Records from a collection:

####################

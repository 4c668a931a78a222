//! End-to-end summarization of one processed video directory

use crate::caption::{caption_window, CaptionedFrame, Captioner};
use crate::error::{Result, SummarizerError};
use crate::extract::parse_window_response;
use crate::frames::{FrameIndex, PathResolver};
use crate::merge::{merge_summaries, WindowSummary};
use crate::metrics::{PipelineMetrics, Timer};
use crate::oracle::{window_prompt, Summarizer};
use crate::refine::{refine_all, refine_all_concurrent};
use crate::report::Report;
use crate::window::{build_windows, Window};
use std::path::{Path, PathBuf};
use std::sync::Arc;
use std::time::Duration;
use tracing::{debug, info, warn};

/// Tunables for a pipeline run
#[derive(Debug, Clone, PartialEq)]
pub struct PipelineConfig {
    pub window_size: f64,
    pub stride: f64,
    pub frames_per_window: usize,
    pub merge_gap: f64,
    pub timeout: Duration,
    pub refine: bool,
    /// Caption frames within a window and refine segments concurrently
    pub parallel: bool,
    /// Upper bound on refinement oracle calls in flight when `parallel` is set
    pub max_concurrent_refines: usize,
    pub output_dir: PathBuf,
}

impl Default for PipelineConfig {
    fn default() -> Self {
        Self {
            window_size: 20.0,
            stride: 10.0,
            frames_per_window: 3,
            merge_gap: 2.0,
            timeout: Duration::from_secs(60),
            refine: true,
            parallel: false,
            max_concurrent_refines: 2,
            output_dir: PathBuf::from("data").join("reports"),
        }
    }
}

impl PipelineConfig {
    pub fn validate(&self) -> Result<()> {
        let positive = |name: &str, v: f64| {
            if v.is_finite() && v > 0.0 {
                Ok(())
            } else {
                Err(SummarizerError::InvalidConfig(format!("{} must be a positive number, got {}", name, v)))
            }
        };
        positive("window_size", self.window_size)?;
        positive("stride", self.stride)?;

        if self.frames_per_window == 0 {
            return Err(SummarizerError::InvalidConfig("frames_per_window must be at least 1".to_string()));
        }
        if self.max_concurrent_refines == 0 {
            return Err(SummarizerError::InvalidConfig("max_concurrent_refines must be at least 1".to_string()));
        }
        if !(self.merge_gap.is_finite() && self.merge_gap >= 0.0) {
            return Err(SummarizerError::InvalidConfig(format!(
                "merge_gap must be non-negative, got {}",
                self.merge_gap
            )));
        }
        if self.timeout.is_zero() {
            return Err(SummarizerError::InvalidConfig("timeout must be positive".to_string()));
        }
        Ok(())
    }
}

/// Frames → windows → captions → window summaries → merge → refine → report
pub struct Pipeline {
    config: PipelineConfig,
    captioner: Arc<dyn Captioner>,
    summarizer: Arc<dyn Summarizer>,
    metrics: Arc<PipelineMetrics>,
}

impl Pipeline {
    pub fn new(config: PipelineConfig, captioner: Arc<dyn Captioner>, summarizer: Arc<dyn Summarizer>) -> Self {
        Self {
            config,
            captioner,
            summarizer,
            metrics: PipelineMetrics::new(),
        }
    }

    pub fn metrics(&self) -> Arc<PipelineMetrics> {
        Arc::clone(&self.metrics)
    }

    /// Summarize a processed video directory and write its report.
    ///
    /// Input problems are reported before any oracle is called; oracle
    /// misbehaviour never fails the run.
    pub async fn run(&self, processed_dir: impl AsRef<Path>) -> Result<(Report, PathBuf)> {
        let processed_dir = processed_dir.as_ref();
        self.config.validate()?;
        let index = FrameIndex::load(processed_dir)?;

        let report = self.summarize_index(&index, PathResolver::for_index_dir(processed_dir)).await?;
        let path = report.write_to(&self.config.output_dir)?;

        info!("Run metrics: {:?}", self.metrics.snapshot());
        Ok((report, path))
    }

    /// Build the report for an already loaded frame index without writing it
    pub async fn summarize_index(&self, index: &FrameIndex, resolver: PathResolver) -> Result<Report> {
        self.config.validate()?;
        let cfg = &self.config;

        let windows = build_windows(&index.frames, cfg.window_size, cfg.stride);
        info!(
            "Built {} windows (window={}s stride={}s) from {} frames",
            windows.len(),
            cfg.window_size,
            cfg.stride,
            index.frames.len()
        );

        let resolver = Arc::new(resolver);
        let mut per_window = Vec::with_capacity(windows.len());
        for (i, window) in windows.into_iter().enumerate() {
            if window.is_empty() {
                debug!("[Window {}] {:.1}-{:.1}s has no frames", i, window.start, window.end);
            }
            let captions = self.caption(window.clone(), Arc::clone(&resolver)).await?;
            let summary = self.summarize_window(&window, captions).await;
            info!(
                "[Window {}] {:.1}-{:.1}s -> {} captions -> summary length {}",
                i,
                summary.start,
                summary.end,
                summary.evidence.len(),
                summary.summary.chars().count()
            );
            self.metrics.record_window();
            per_window.push(summary);
        }

        info!("Merging overlapping/adjacent windows");
        let merged = merge_summaries(per_window, cfg.merge_gap);

        let summaries = if !cfg.refine {
            merged
        } else if cfg.parallel {
            info!(
                "Refining {} merged segments, up to {} at a time",
                merged.len(),
                cfg.max_concurrent_refines
            );
            refine_all_concurrent(
                merged,
                Arc::clone(&self.summarizer),
                cfg.timeout,
                Arc::clone(&self.metrics),
                cfg.max_concurrent_refines,
            )
            .await
        } else {
            info!("Refining {} merged segments", merged.len());
            refine_all(merged, self.summarizer.as_ref(), cfg.timeout, &self.metrics).await
        };

        Ok(Report::new(index.video.clone(), summaries))
    }

    /// Captioning is blocking work, so it runs off the async workers
    async fn caption(&self, window: Window, resolver: Arc<PathResolver>) -> Result<Vec<CaptionedFrame>> {
        let captioner = Arc::clone(&self.captioner);
        let metrics = Arc::clone(&self.metrics);
        let frames_per_window = self.config.frames_per_window;
        let parallel = self.config.parallel;

        tokio::task::spawn_blocking(move || {
            caption_window(&window, frames_per_window, &resolver, captioner.as_ref(), parallel, &metrics)
        })
        .await
        .map_err(|e| SummarizerError::TaskFailed(format!("captioning: {}", e)))
    }

    async fn summarize_window(&self, window: &Window, captions: Vec<CaptionedFrame>) -> WindowSummary {
        let prompt = window_prompt(&captions);
        let timer = Timer::new();
        let raw = self.summarizer.summarize(&prompt, self.config.timeout).await;
        self.metrics.record_oracle_call(timer.elapsed_ms());

        let parsed = parse_window_response(&raw, &captions);
        if parsed.is_fallback() {
            warn!(
                "Window {:.1}-{:.1}s: oracle output unusable ({:?}); using fallback summary",
                window.start, window.end, parsed.source
            );
            self.metrics.record_oracle_fallback();
        }

        WindowSummary {
            start: window.start,
            end: window.end,
            summary: parsed.summary,
            evidence: captions,
            confidence: parsed.confidence,
        }
    }
}
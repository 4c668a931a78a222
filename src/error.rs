use std::path::PathBuf;
use thiserror::Error;

#[derive(Error, Debug)]
pub enum SummarizerError {
    #[error("Frame index not found: {}", .0.display())]
    FrameIndexNotFound(PathBuf),

    #[error("Invalid frame index {}: {source}", path.display())]
    InvalidFrameIndex {
        path: PathBuf,
        #[source]
        source: serde_json::Error,
    },

    #[error("Invalid configuration: {0}")]
    InvalidConfig(String),

    #[error("Failed to write report {}: {source}", path.display())]
    ReportWrite {
        path: PathBuf,
        #[source]
        source: std::io::Error,
    },

    #[error("Background task failed: {0}")]
    TaskFailed(String),

    #[error("IO error: {0}")]
    Io(#[from] std::io::Error),

    #[error("Serialization error: {0}")]
    Serialization(#[from] serde_json::Error),

    #[error("FFmpeg error: {0}")]
    Ffmpeg(#[from] crate::ffmpeg::FfmpegError),

    #[error("Storage error: {0}")]
    Storage(#[from] sqlx::Error),
}

pub type Result<T> = std::result::Result<T, SummarizerError>;
//! Folding window summaries into coarser segments

use crate::caption::CaptionedFrame;
use serde::{Deserialize, Serialize};

/// Oracle summary of one window
#[derive(Debug, Clone, PartialEq, Serialize, Deserialize)]
pub struct WindowSummary {
    pub start: f64,
    pub end: f64,
    pub summary: String,
    pub evidence: Vec<CaptionedFrame>,
    pub confidence: f64,
}

/// One or more adjacent windows folded together
#[derive(Debug, Clone, PartialEq, Serialize, Deserialize)]
pub struct MergedSummary {
    pub start: f64,
    pub end: f64,
    pub summary: String,
    pub evidence: Vec<CaptionedFrame>,
    pub confidence: f64,
}

impl From<MergedSummary> for WindowSummary {
    fn from(m: MergedSummary) -> Self {
        Self {
            start: m.start,
            end: m.end,
            summary: m.summary,
            evidence: m.evidence,
            confidence: m.confidence,
        }
    }
}

struct Accumulator {
    start: f64,
    end: f64,
    summaries: Vec<String>,
    evidence: Vec<CaptionedFrame>,
    confidences: Vec<f64>,
}

impl Accumulator {
    fn open(w: WindowSummary) -> Self {
        Self {
            start: w.start,
            end: w.end,
            summaries: vec![w.summary],
            evidence: w.evidence,
            confidences: vec![w.confidence],
        }
    }

    fn accepts(&self, w: &WindowSummary, merge_gap: f64) -> bool {
        w.start <= self.end || w.start - self.end <= merge_gap
    }

    fn absorb(&mut self, w: WindowSummary) {
        self.end = self.end.max(w.end);
        self.summaries.push(w.summary);
        self.evidence.extend(w.evidence);
        self.confidences.push(w.confidence);
    }

    fn close(self) -> MergedSummary {
        let summary = self
            .summaries
            .into_iter()
            .filter(|s| !s.is_empty())
            .collect::<Vec<_>>()
            .join(" ");
        let confidence = self.confidences.iter().sum::<f64>() / self.confidences.len() as f64;
        MergedSummary {
            start: self.start,
            end: self.end,
            summary,
            evidence: self.evidence,
            confidence,
        }
    }
}

/// Merge windows that overlap or sit within `merge_gap` seconds of the
/// running segment.
///
/// Input is re-sorted by start (stably), so callers may pass it in any order.
/// Merged confidence is the mean of the constituent confidences.
pub fn merge_summaries(mut windows: Vec<WindowSummary>, merge_gap: f64) -> Vec<MergedSummary> {
    windows.sort_by(|a, b| a.start.total_cmp(&b.start));

    let mut iter = windows.into_iter();
    let Some(first) = iter.next() else {
        return Vec::new();
    };

    let mut merged = Vec::new();
    let mut acc = Accumulator::open(first);
    for w in iter {
        if acc.accepts(&w, merge_gap) {
            acc.absorb(w);
        } else {
            merged.push(acc.close());
            acc = Accumulator::open(w);
        }
    }
    merged.push(acc.close());
    merged
}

####################

In the data above, how many lines contain the word "struct"? Only the number is wanted.

Result of the exercise:
5